**WHAT TO PRODUCE**
Look through the data for the string "filename". Copy every line where it is found.
○ ○ ○ ○ ○
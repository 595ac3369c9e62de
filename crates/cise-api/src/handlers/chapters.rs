//! Chapter content handlers.

use axum::extract::State;
use axum::{Extension, Json};
use serde::Serialize;

use cise_broker::prompts::TopicText;
use cise_models::{ChapterContent, ContentRequest, TopicExplanationRequest};

use super::request_logger;
use crate::error::ApiResult;
use crate::middleware::RequestId;
use crate::state::AppState;

/// Generate topic-by-topic notes for a chapter.
///
/// Topics whose notes could not be generated carry placeholder text and
/// `isPlaceholder: true`; the request as a whole still succeeds.
pub async fn generate_chapter_content(
    State(state): State<AppState>,
    request_id: Option<Extension<RequestId>>,
    Json(request): Json<ContentRequest>,
) -> ApiResult<Json<ChapterContent>> {
    let logger = request_logger(request_id, "chapter_content");
    let content = state
        .chapters
        .generate_logged(&request, &logger)
        .await
        .map_err(|e| state.api_error(e))?;
    Ok(Json(content))
}

#[derive(Debug, Serialize)]
pub struct ChapterTopicsResponse {
    pub topics: Vec<String>,
}

/// List a chapter's topics without generating notes.
pub async fn list_chapter_topics(
    State(state): State<AppState>,
    request_id: Option<Extension<RequestId>>,
    Json(request): Json<ContentRequest>,
) -> ApiResult<Json<ChapterTopicsResponse>> {
    let logger = request_logger(request_id, "chapter_topics");
    let topics = state
        .study
        .chapter_topics(&request, &logger)
        .await
        .map_err(|e| state.api_error(e))?;
    Ok(Json(ChapterTopicsResponse {
        topics: topics.into_iter().map(|t| t.name).collect(),
    }))
}

/// Generate notes for a single topic.
pub async fn explain_topic(
    State(state): State<AppState>,
    request_id: Option<Extension<RequestId>>,
    Json(request): Json<TopicExplanationRequest>,
) -> ApiResult<Json<TopicText>> {
    let logger = request_logger(request_id, "topic_explanation");
    let topic_text = state
        .study
        .topic_explanation(&request, &logger)
        .await
        .map_err(|e| state.api_error(e))?;
    Ok(Json(TopicText { topic_text }))
}
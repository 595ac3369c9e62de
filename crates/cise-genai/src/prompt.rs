//! Structured prompt requests.

use std::collections::BTreeMap;

use schemars::JsonSchema;
use serde_json::Value;

/// A named prompt template plus the values to fill it with and the JSON
/// Schema the output must conform to.
///
/// Templates reference parameters as `{{name}}`. Unknown placeholders are
/// left in place so a missing parameter is visible in the rendered text.
#[derive(Debug, Clone, PartialEq)]
pub struct PromptRequest {
    pub name: &'static str,
    pub template: &'static str,
    pub params: BTreeMap<&'static str, String>,
    pub output_schema: Value,
}

impl PromptRequest {
    /// Create a request whose output must deserialize into `T`.
    pub fn new<T: JsonSchema>(name: &'static str, template: &'static str) -> Self {
        let schema = schemars::schema_for!(T);
        Self {
            name,
            template,
            params: BTreeMap::new(),
            output_schema: serde_json::to_value(schema).unwrap_or(Value::Null),
        }
    }

    /// Add a named string parameter.
    pub fn param(mut self, key: &'static str, value: impl Into<String>) -> Self {
        self.params.insert(key, value.into());
        self
    }

    pub fn get(&self, key: &str) -> Option<&str> {
        self.params.get(key).map(String::as_str)
    }

    /// Substitute parameters into the template.
    ///
    /// A single pass over the template: substituted values are never
    /// scanned again, so a value containing `{{name}}` stays literal.
    pub fn render(&self) -> String {
        let mut out = String::with_capacity(self.template.len());
        let mut rest = self.template;

        while let Some(open) = rest.find("{{") {
            out.push_str(&rest[..open]);
            let after = &rest[open + 2..];
            let Some(close) = after.find("}}") else {
                rest = &rest[open..];
                break;
            };

            let key = &after[..close];
            match self.params.get(key) {
                Some(value) => out.push_str(value),
                None => {
                    out.push_str("{{");
                    out.push_str(key);
                    out.push_str("}}");
                }
            }
            rest = &after[close + 2..];
        }

        out.push_str(rest);
        out
    }
}
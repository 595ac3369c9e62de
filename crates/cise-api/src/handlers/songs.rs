//! Song resolution handler.

use axum::extract::State;
use axum::{Extension, Json};
use serde::Deserialize;

use cise_models::{Song, SongQuery};

use super::request_logger;
use crate::error::ApiResult;
use crate::middleware::RequestId;
use crate::state::AppState;

/// Request to resolve a song.
#[derive(Debug, Deserialize)]
pub struct ResolveSongRequest {
    /// Free-text search, e.g. "Shape of You"
    #[serde(default)]
    pub query: String,
}

/// Resolve a free-text query into a downloadable song.
pub async fn resolve_song(
    State(state): State<AppState>,
    request_id: Option<Extension<RequestId>>,
    Json(request): Json<ResolveSongRequest>,
) -> ApiResult<Json<Song>> {
    let logger = request_logger(request_id, "resolve_song");
    let song = state
        .songs
        .resolve_logged(&SongQuery::new(request.query), &logger)
        .await
        .map_err(|e| state.api_error(e))?;
    Ok(Json(song))
}
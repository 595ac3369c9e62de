//! Song resolution chain.
//!
//! A free-text query becomes a downloadable song in four steps: search for
//! a candidate, derive its canonical watch URL, ask the downloader for a
//! link, and force that link onto https. Each step needs the previous
//! step's output, so the chain is strictly sequential and stops at the
//! first failure.

use std::fmt;
use std::sync::Arc;

use tracing::{debug, Instrument};

use cise_media::{DownloadLinkProvider, LinkMode, MediaError, MediaSearch};
use cise_models::{force_https, youtube_watch_url, Song, SongQuery};

use crate::error::{BrokerError, BrokerResult};
use crate::logging::RequestLogger;
use crate::metrics;

/// Progress of one resolution.
///
/// Transitions only move forward; `Failed` is reachable from the two
/// stages that call out to a port.
#[derive(Debug, Clone, Copy, PartialEq, Eq, Hash)]
pub enum ChainStage {
    Idle,
    Searching,
    Resolved,
    LinkRequested,
    Done,
    Failed,
}

impl ChainStage {
    pub fn as_str(&self) -> &'static str {
        match self {
            ChainStage::Idle => "idle",
            ChainStage::Searching => "searching",
            ChainStage::Resolved => "resolved",
            ChainStage::LinkRequested => "link_requested",
            ChainStage::Done => "done",
            ChainStage::Failed => "failed",
        }
    }

    pub fn is_terminal(&self) -> bool {
        matches!(self, ChainStage::Done | ChainStage::Failed)
    }

    pub fn can_advance_to(&self, next: ChainStage) -> bool {
        use ChainStage::*;
        matches!(
            (self, next),
            (Idle, Searching)
                | (Searching, Resolved)
                | (Resolved, LinkRequested)
                | (LinkRequested, Done)
                | (Searching, Failed)
                | (LinkRequested, Failed)
        )
    }
}

impl fmt::Display for ChainStage {
    fn fmt(&self, f: &mut fmt::Formatter<'_>) -> fmt::Result {
        write!(f, "{}", self.as_str())
    }
}

struct ChainRun<'a> {
    stage: ChainStage,
    logger: &'a RequestLogger,
}

impl<'a> ChainRun<'a> {
    fn new(logger: &'a RequestLogger) -> Self {
        Self {
            stage: ChainStage::Idle,
            logger,
        }
    }

    fn advance(&mut self, next: ChainStage) {
        debug_assert!(
            self.stage.can_advance_to(next),
            "illegal chain transition {} -> {}",
            self.stage,
            next
        );
        debug!(
            request_id = %self.logger.request_id(),
            from = %self.stage,
            to = %next,
            "Song chain transition"
        );
        self.stage = next;
    }

    fn fail(&mut self, err: BrokerError) -> BrokerError {
        self.advance(ChainStage::Failed);
        err
    }
}

/// Resolves a free-text query into a downloadable song.
pub struct MediaResolutionChain {
    search: Arc<dyn MediaSearch>,
    links: Arc<dyn DownloadLinkProvider>,
    mode: LinkMode,
}

impl MediaResolutionChain {
    pub fn new(search: Arc<dyn MediaSearch>, links: Arc<dyn DownloadLinkProvider>) -> Self {
        Self {
            search,
            links,
            mode: LinkMode::Audio,
        }
    }

    pub fn with_mode(mut self, mode: LinkMode) -> Self {
        self.mode = mode;
        self
    }

    pub fn is_ready(&self) -> bool {
        self.search.is_ready()
    }

    pub async fn resolve(&self, query: &SongQuery) -> BrokerResult<Song> {
        self.resolve_logged(query, &RequestLogger::new("resolve_song"))
            .await
    }

    pub async fn resolve_logged(&self, query: &SongQuery, logger: &RequestLogger) -> BrokerResult<Song> {
        let result = self.run(query, logger).instrument(logger.create_span()).await;

        match &result {
            Ok(song) => {
                metrics::record_song_resolution("resolved");
                logger.log_completion(&format!("'{}' by {}", song.title, song.artist));
            }
            Err(e) => {
                metrics::record_song_resolution(e.code());
                logger.log_error(&e.to_string());
            }
        }

        result
    }

    async fn run(&self, query: &SongQuery, logger: &RequestLogger) -> BrokerResult<Song> {
        if query.is_blank() {
            return Err(BrokerError::invalid_query("Song query must not be empty"));
        }
        let text = query.as_str();
        logger.log_start(&format!("query '{}'", text));

        let mut run = ChainRun::new(logger);

        run.advance(ChainStage::Searching);
        let candidates = self
            .search
            .search(text)
            .await
            .map_err(|e| run.fail(e.into()))?;

        let Some(candidate) = candidates.into_iter().next() else {
            return Err(run.fail(BrokerError::SongNotFound(text.to_string())));
        };

        let watch_url = youtube_watch_url(&candidate.video_id)
            .map_err(|e| run.fail(BrokerError::SongNotFound(format!("{}: {}", text, e))))?;
        run.advance(ChainStage::Resolved);
        logger.log_progress(&format!("Matched '{}' ({})", candidate.title, watch_url));

        run.advance(ChainStage::LinkRequested);
        let link = self
            .links
            .fetch_link(&watch_url, self.mode)
            .await
            .map_err(|e| run.fail(link_error(e)))?;

        let download_url = force_https(link.raw_url.trim()).into_owned();
        run.advance(ChainStage::Done);

        Ok(Song {
            title: candidate.title,
            artist: candidate.author_name,
            thumbnail_url: candidate.thumbnail_url,
            download_url,
        })
    }
}

/// Transport failures stay upstream errors; a downloader that answered
/// without a usable link means the link is unavailable.
fn link_error(err: MediaError) -> BrokerError {
    if err.is_transport() {
        err.into()
    } else {
        BrokerError::DownloadLinkUnavailable(err.to_string())
    }
}
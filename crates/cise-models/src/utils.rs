//! URL helpers and shared validators.

use std::borrow::Cow;

use thiserror::Error;
use url::Url;
use validator::ValidationError;

const WATCH_URL_BASE: &str = "https://www.youtube.com/watch";

/// Errors from URL derivation.
#[derive(Debug, Clone, PartialEq, Eq, Error)]
pub enum UrlError {
    #[error("Video ID is empty")]
    EmptyVideoId,
    #[error("Invalid URL: {0}")]
    Invalid(String),
}

/// Canonical watch URL for a video identifier.
///
/// The identifier is used as-is apart from trimming; no format checks are
/// applied so that any id a search backend returns can be resolved.
pub fn youtube_watch_url(video_id: &str) -> Result<String, UrlError> {
    let video_id = video_id.trim();
    if video_id.is_empty() {
        return Err(UrlError::EmptyVideoId);
    }

    let url = Url::parse_with_params(WATCH_URL_BASE, &[("v", video_id)])
        .map_err(|e| UrlError::Invalid(e.to_string()))?;
    Ok(url.to_string())
}

/// Rewrite a leading `http:` scheme to `https:`.
///
/// Any other input, including URLs already on `https`, is returned unchanged.
pub fn force_https(url: &str) -> Cow<'_, str> {
    match url.get(..5) {
        Some(prefix) if prefix.eq_ignore_ascii_case("http:") => {
            Cow::Owned(format!("https:{}", &url[5..]))
        }
        _ => Cow::Borrowed(url),
    }
}

/// True for absolute `http` or `https` URLs with a host.
pub fn is_web_url(value: &str) -> bool {
    Url::parse(value.trim())
        .map(|url| matches!(url.scheme(), "http" | "https") && url.host().is_some())
        .unwrap_or(false)
}

/// Reject strings that are empty after trimming.
pub(crate) fn validate_not_blank(value: &str) -> Result<(), ValidationError> {
    if value.trim().is_empty() {
        return Err(ValidationError::new("blank"));
    }
    Ok(())
}
//! Single-call study tool handlers.

use axum::extract::State;
use axum::{Extension, Json};

use cise_broker::prompts::{
    ChapterOverview, DoubtAnswer, ImportantQuestions, LearningContent, PracticeTest, RevisionNotes,
};
use cise_models::{
    ChapterOverviewRequest, DoubtRequest, ImportantQuestionsRequest, LearningContentRequest,
    PracticeTestRequest, RevisionNotesRequest,
};

use super::request_logger;
use crate::error::ApiResult;
use crate::middleware::RequestId;
use crate::state::AppState;

pub async fn revision_notes(
    State(state): State<AppState>,
    request_id: Option<Extension<RequestId>>,
    Json(request): Json<RevisionNotesRequest>,
) -> ApiResult<Json<RevisionNotes>> {
    let logger = request_logger(request_id, "revision_notes");
    let notes = state
        .study
        .revision_notes(&request, &logger)
        .await
        .map_err(|e| state.api_error(e))?;
    Ok(Json(RevisionNotes { notes }))
}

pub async fn solve_doubt(
    State(state): State<AppState>,
    request_id: Option<Extension<RequestId>>,
    Json(request): Json<DoubtRequest>,
) -> ApiResult<Json<DoubtAnswer>> {
    let logger = request_logger(request_id, "solve_doubt");
    let answer = state
        .study
        .solve_doubt(&request, &logger)
        .await
        .map_err(|e| state.api_error(e))?;
    Ok(Json(DoubtAnswer { answer }))
}

pub async fn practice_test(
    State(state): State<AppState>,
    request_id: Option<Extension<RequestId>>,
    Json(request): Json<PracticeTestRequest>,
) -> ApiResult<Json<PracticeTest>> {
    let logger = request_logger(request_id, "practice_test");
    let test_questions = state
        .study
        .practice_test(&request, &logger)
        .await
        .map_err(|e| state.api_error(e))?;
    Ok(Json(PracticeTest { test_questions }))
}

pub async fn important_questions(
    State(state): State<AppState>,
    request_id: Option<Extension<RequestId>>,
    Json(request): Json<ImportantQuestionsRequest>,
) -> ApiResult<Json<ImportantQuestions>> {
    let logger = request_logger(request_id, "important_questions");
    let questions = state
        .study
        .important_questions(&request, &logger)
        .await
        .map_err(|e| state.api_error(e))?;
    Ok(Json(ImportantQuestions { questions }))
}

/// Programming lesson: explanation, Java example and a quiz question.
pub async fn learning_content(
    State(state): State<AppState>,
    request_id: Option<Extension<RequestId>>,
    Json(request): Json<LearningContentRequest>,
) -> ApiResult<Json<LearningContent>> {
    let logger = request_logger(request_id, "learning_content");
    let content = state
        .study
        .learning_content(&request, &logger)
        .await
        .map_err(|e| state.api_error(e))?;
    Ok(Json(content))
}

/// Chapter revision explanation with up to four key diagrams.
pub async fn chapter_overview(
    State(state): State<AppState>,
    request_id: Option<Extension<RequestId>>,
    Json(request): Json<ChapterOverviewRequest>,
) -> ApiResult<Json<ChapterOverview>> {
    let logger = request_logger(request_id, "chapter_overview");
    let overview = state
        .study
        .chapter_overview(&request, &logger)
        .await
        .map_err(|e| state.api_error(e))?;
    Ok(Json(overview))
}
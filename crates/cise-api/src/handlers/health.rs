//! Health check handlers.

use axum::extract::State;
use axum::http::StatusCode;
use axum::Json;
use chrono::Utc;
use serde::Serialize;

use crate::state::AppState;

/// Health response.
#[derive(Serialize)]
pub struct HealthResponse {
    pub status: String,
    pub version: String,
    pub timestamp: String,
}

/// Health check endpoint (liveness probe).
pub async fn health() -> Json<HealthResponse> {
    Json(HealthResponse {
        status: "healthy".to_string(),
        version: env!("CARGO_PKG_VERSION").to_string(),
        timestamp: Utc::now().to_rfc3339(),
    })
}

/// Readiness check response.
#[derive(Serialize)]
pub struct ReadinessResponse {
    pub status: String,
    pub checks: ReadinessChecks,
}

#[derive(Serialize)]
pub struct ReadinessChecks {
    pub generator: CheckStatus,
    pub search: CheckStatus,
}

#[derive(Serialize)]
pub struct CheckStatus {
    pub status: String,
    #[serde(skip_serializing_if = "Option::is_none")]
    pub error: Option<String>,
}

impl CheckStatus {
    fn from_ready(ready: bool, error: &str) -> Self {
        if ready {
            Self {
                status: "ok".to_string(),
                error: None,
            }
        } else {
            Self {
                status: "error".to_string(),
                error: Some(error.to_string()),
            }
        }
    }

    fn is_ok(&self) -> bool {
        self.status == "ok"
    }
}

/// Readiness check endpoint (readiness probe).
///
/// Checks that the text generator is configured and the search tool is
/// installed. The downloader is remote and not probed.
pub async fn ready(
    State(state): State<AppState>,
) -> Result<Json<ReadinessResponse>, (StatusCode, Json<ReadinessResponse>)> {
    let generator = CheckStatus::from_ready(state.generator.is_ready(), "text generator not configured");
    let search = CheckStatus::from_ready(state.songs.is_ready(), "search tool not available");

    let all_ok = generator.is_ok() && search.is_ok();
    let response = ReadinessResponse {
        status: if all_ok { "ready" } else { "degraded" }.to_string(),
        checks: ReadinessChecks { generator, search },
    };

    if all_ok {
        Ok(Json(response))
    } else {
        Err((StatusCode::SERVICE_UNAVAILABLE, Json(response)))
    }
}
//! Axum HTTP API server.
//!
//! This crate provides:
//! - Chapter content, chapter topics and topic explanation endpoints
//! - Single-call study tool endpoints
//! - Song resolution endpoint
//! - Rate limiting and security headers
//! - Prometheus metrics

pub mod config;
pub mod error;
pub mod handlers;
pub mod metrics;
pub mod middleware;
pub mod routes;
pub mod state;

pub use config::ApiConfig;
pub use error::{ApiError, ApiResult};
pub use routes::create_router;
pub use state::AppState;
○ ○ ○ ○ ○
**COMPLETED TASK**
filename crates/cise-api/src/handlers/chapters.rs
filename crates/cise-genai/src/prompt.rs
filename crates/cise-api/src/handlers/songs.rs
filename crates/cise-models/src/utils.rs
filename crates/cise-api/src/handlers/health.rs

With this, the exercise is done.